INDIANAPOLIS — The House Committee on Education will continue consideration of a bill that would give more freedom to student journalists today.
If passed, the legislation would limit administrators' abilities to censor school publications.
Hearings regarding Rep. Ed Clere's, R-New Albany, House Bill 1130 began on Tuesday, but no conclusion was reached due to time constraints.
A final vote is expected after today's session.
Diana Hadley, director of the Indiana High School Press Association, said she is optimistic about the bill's chances of passing through the committee.
“This law was crafted from bills that have passed in other states," Hadley said. "We’re asking for students to have more freedom to ask questions that are important to them and to give them an outlet to discuss those issues responsibly. We had a huge advantage in being able to build off of their success, since those other bills have been able to hold up."
Hadley said she was happy with the arguments put forth by those in support of the measure on Tuesday.
“We were glad to hear students talk about what they were able to learn because they were granted the freedom to cover difficult stories," Hadley said. "The only thing left is one more testimony and some arguments against the bill. ”
A total of 14 people, including students and advisers, testified at the initial meeting, with more to come once discussions resume.
One of those to testify at Tuesday's session was Adam Maksl, executive director of the Indiana Collegiate Press Association.
Maksl said that when schools are given full authority to censor, it sends the wrong message to students.
"This is really about civics," Maksl said. "We have students who are learning that when we are critical of the government, the government can restrict our speech. That’s not good for democracy.”
Today's standards for student journalism are often traced back to two major court cases. The first occurred in 1969 with Tinker v. Des Moines, in which the Supreme Court ruled that students and teachers are protected by the first amendment.
Administrators were given more power in 1988 after Hazelwood v. Kuhlmeier, which allowed administrators to restrict material they deemed a concern.
"Basically it lowered the bar that school districts had to meet to impose restrictions," Maksl said. "Instead of being a substantial obstruction, schools only had to show that it was a pedagogical concern. It’s so vague that schools have used it in many, many ways to silence speech, particularly critical speech."
According to Maksl, there have been several incidents where students in Indiana have been prohibited from publishing certain material. Some of these cases have even led to the firing of school newspaper advisers.
“[Censorship] is just normal operating procedure in some places," Maksl said. "In environments like that, the more insidious form of censorship that develops is self-censorship where the students don’t even ask the questions. In some cases, they don’t want to ask questions about school policy because they don’t want to endanger the job of their school advisor."
Maksl said that HB 1130 would restore the freedoms allowed to student journalists under the Tinker ruling. Administrators, however, would still have the ability to review material prior to its publication.
“This bill does not say that students can do whatever they want and school administrators can’t do anything about it," Maksl said. "If the material presents a real obstruction, if it’s libelous or slanderous, if it’s obscene, if it advocates for something that is illegal, then the administration can restrict it. A student can’t just write whatever they want."

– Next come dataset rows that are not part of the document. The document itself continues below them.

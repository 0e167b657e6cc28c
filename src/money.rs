//! Signed integer cents. Nothing in this module ever touches `f64`.

use {rust_decimal::Decimal, std::str::FromStr, thiserror::Error};

/// Signed monetary amount in cents.
pub type Cents = i64;

#[derive(Error, Debug, PartialEq, Eq)]
pub enum MoneyParseError {
    #[error("unparseable amount '{0}'")]
    Unparseable(String),
    #[error("amount '{0}' has more than two fractional digits")]
    TooPrecise(String),
}

/// Parses a decimal token (e.g. `"100.00"`, `"12"`, `"-3.5"`) into cents,
/// truncating toward zero. Uses `rust_decimal` purely as a string-exact
/// fixed-point parser so the input never round-trips through binary floats.
pub fn parse_cents(s: &str) -> Result<Cents, MoneyParseError> {
    let decimal =
        Decimal::from_str(s).map_err(|_| MoneyParseError::Unparseable(s.to_string()))?;
    if decimal.scale() > 2 {
        return Err(MoneyParseError::TooPrecise(s.to_string()));
    }
    let cents = decimal * Decimal::from(100);
    cents
        .trunc()
        .to_string()
        .parse::<i64>()
        .map_err(|_| MoneyParseError::Unparseable(s.to_string()))
}

/// Formats cents as `<sign><int>.<frac>` with no currency marker, exactly
/// two fractional digits, e.g. `-150` -> `"-1.50"`.
pub fn format_cents(cents: Cents) -> String {
    let sign = if cents < 0 { "-" } else { "" };
    let abs = cents.unsigned_abs();
    format!("{sign}{}.{:02}", abs / 100, abs % 100)
}

#[cfg(test)]
mod tests {
    use super::*;

    #[test]
    fn whole_and_fractional_amounts() {
        assert_eq!(parse_cents("100.00").unwrap(), 10_000);
        assert_eq!(parse_cents("12").unwrap(), 1_200);
        assert_eq!(parse_cents("0.01").unwrap(), 1);
    }

    #[test]
    fn rejects_excess_precision() {
        assert!(matches!(
            parse_cents("9.999"),
            Err(MoneyParseError::TooPrecise(_))
        ));
    }

    #[test]
    fn rejects_garbage() {
        assert!(parse_cents("free").is_err());
    }

    #[test]
    fn format_round_trips_two_decimals() {
        assert_eq!(format_cents(5000), "50.00");
        assert_eq!(format_cents(-150), "-1.50");
        assert_eq!(format_cents(1), "0.01");
    }
}
//! Tokenizes a ledger line and resolves it to a typed `Op`.

use {
    crate::money::{self, Cents, MoneyParseError},
    crate::time::{self, Time, TimeParseError},
    thiserror::Error,
};

#[derive(Error, Debug, PartialEq, Eq)]
pub enum ParseError {
    #[error("unrecognized operation '{0}'")]
    UnknownOp(String),
    #[error("missing required field for '{op}' (expected at least {expected}, got {got})")]
    MissingField {
        op: String,
        expected: usize,
        got: usize,
    },
    #[error(transparent)]
    Time(#[from] TimeParseError),
    #[error(transparent)]
    Money(#[from] MoneyParseError),
}

#[derive(Debug, Clone, PartialEq, Eq)]
pub enum Op {
    Start {
        time: Time,
        nick: String,
    },
    Stop {
        time: Time,
        nick: String,
    },
    Pause {
        time: Time,
        nick: String,
    },
    Resume {
        time: Time,
        nick: String,
    },
    Transfer {
        time: Time,
        from_nick: String,
        to_nick: String,
        amount: Cents,
    },
    Buy {
        time: Time,
        nick: String,
        amount: Cents,
    },
    Pay {
        time: Time,
        nick: String,
        amount: Cents,
        window_start: Time,
        window_end: Time,
    },
}

/// Parses one ledger line. Returns `Ok(None)` for blank lines and `#`
/// comments, which carry no operation.
pub fn parse_line(line: &str) -> Result<Option<Op>, ParseError> {
    let trimmed = line.trim();
    if trimmed.is_empty() || trimmed.starts_with('#') {
        return Ok(None);
    }

    let fields: Vec<&str> = trimmed.split_whitespace().collect();
    let op_token = fields[0];

    let require = |n: usize| -> Result<(), ParseError> {
        if fields.len() < n {
            Err(ParseError::MissingField {
                op: op_token.to_string(),
                expected: n,
                got: fields.len(),
            })
        } else {
            Ok(())
        }
    };

    let op = match op_token {
        "START" => {
            require(3)?;
            Op::Start {
                time: time::parse(fields[1])?,
                nick: fields[2].to_string(),
            }
        }
        "STOP" => {
            require(3)?;
            Op::Stop {
                time: time::parse(fields[1])?,
                nick: fields[2].to_string(),
            }
        }
        "PAUSE" => {
            require(3)?;
            Op::Pause {
                time: time::parse(fields[1])?,
                nick: fields[2].to_string(),
            }
        }
        "RESUME" => {
            require(3)?;
            Op::Resume {
                time: time::parse(fields[1])?,
                nick: fields[2].to_string(),
            }
        }
        "TRANSFER" => {
            require(5)?;
            Op::Transfer {
                time: time::parse(fields[1])?,
                from_nick: fields[2].to_string(),
                to_nick: fields[3].to_string(),
                amount: money::parse_cents(fields[4])?,
            }
        }
        "BUY" => {
            require(4)?;
            Op::Buy {
                time: time::parse(fields[1])?,
                nick: fields[2].to_string(),
                amount: money::parse_cents(fields[3])?,
            }
        }
        "PAY" => {
            require(6)?;
            Op::Pay {
                time: time::parse(fields[1])?,
                nick: fields[2].to_string(),
                amount: money::parse_cents(fields[3])?,
                window_start: time::parse(fields[4])?,
                window_end: time::parse(fields[5])?,
            }
        }
        other => return Err(ParseError::UnknownOp(other.to_string())),
    };

    Ok(Some(op))
}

The bill would also prevent schools from taking retaliatory actions against advisers if they question an administrations' handling of publications. Language to protect schools from liability is also included in the bill.
Maksl, who also advises Indiana University Southeast's student news media, said he tries to allow students to make as many independent decisions as possible.
"I don't think of my students as student-journalists," Maksl said. "I think of them as journalists who also happen to be students. I encourage them to cover what they want to cover. It's a conscious pedagogical decision. I think that's the best way to teach."
Under this philosophy, Maksl said he believes students can become both better journalists and citizens.
“If you look at high schools who win awards at the state level, virtually all of them are schools where the administrators understand the value of teaching responsible journalism," Maksl said. "There’s value that comes from students respectfully questioning policies that affect them.”
Calls to Clere were not returned by press time.